Tax payable on non-qualified investments
Disclaimer
We do not guarantee the accuracy of this copy of the CRA website.
Scraped Page Content
Tax payable on non-qualified investments
Effective March 22, 2017, if the RESP trust acquires property that is a non-qualified investment or if previously acquired property becomes non-qualified, a tax is imposed on the subscriber of the RESP.
The tax is equal to 50% of the FMV of the property at the time it was acquired or it became non-qualified.
The tax is refundable in certain circumstances.
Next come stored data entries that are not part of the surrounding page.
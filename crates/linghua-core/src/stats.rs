//! The static monthly revenue series shown on the data page.

use serde::Serialize;

/// Series label.
pub const REVENUE_LABEL: &str = "洗车店月营收（元）";

const MONTHS: [&str; 6] = ["1月", "2月", "3月", "4月", "5月", "6月"];
const VALUES: [u32; 6] = [12_000, 15_000, 18_000, 16_500, 21_000, 24_000];

/// One point of the series.
#[derive(Debug, Clone, PartialEq, Eq, Serialize)]
pub struct RevenuePoint {
    pub month: &'static str,
    pub revenue: u32,
    /// Change from the previous month; `None` for the first point.
    pub change: Option<i64>,
}

/// The full series plus derived figures.
#[derive(Debug, Clone, Serialize)]
pub struct RevenueSeries {
    pub label: &'static str,
    pub points: Vec<RevenuePoint>,
}

impl RevenueSeries {
    pub fn total(&self) -> u64 {
        self.points.iter().map(|p| u64::from(p.revenue)).sum()
    }

    pub fn peak(&self) -> Option<&RevenuePoint> {
        self.points.iter().max_by_key(|p| p.revenue)
    }

    pub fn max_revenue(&self) -> u32 {
        self.points.iter().map(|p| p.revenue).max().unwrap_or(0)
    }
}

/// The monthly revenue series for January through June.
pub fn monthly_revenue() -> RevenueSeries {
    let mut previous: Option<u32> = None;
    let points = MONTHS
        .into_iter()
        .zip(VALUES)
        .map(|(month, revenue)| {
            let change = previous.map(|p| i64::from(revenue) - i64::from(p));
            previous = Some(revenue);
            RevenuePoint {
                month,
                revenue,
                change,
            }
        })
        .collect();

    RevenueSeries {
        label: REVENUE_LABEL,
        points,
    }
}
For more information, see Refund of taxes paid on non-qualified or prohibited investments.
The subscriber is also liable for the 100% advantage tax on non - qualified investment income if this income is not withdrawn promptly.
If the RESP acquired a non-qualified investment after March 22, 2017, or a previously acquired property becomes a non-qualified investment, the subscriber must file Form RC339, Individual Return for Certain Taxes for RRSPs, RRIFs, RESPs or RDSPs.
Note
If an investment is both a non-qualified investment and a prohibited investment, it is treated as a prohibited investment only and the trust is not subject to tax on the investment earnings.
Obligations of the RESP promoter
The budget proposes that after March 22, 2017, the promoter of an RESP must exercise the care, diligence and skill of a reasonably prudent person to minimize the possibility that a trust governed by the plan holds a non-qualified investment.
If the promoter fails to comply with this obligation, the promoter is liable to a penalty under the ITA.
The promoter will also be required to notify the subscriber of the RESP, in prescribed form and manner before March of a calendar year, if at any time in the preceding year the RESP trust acquired or began to hold a non-qualified investment.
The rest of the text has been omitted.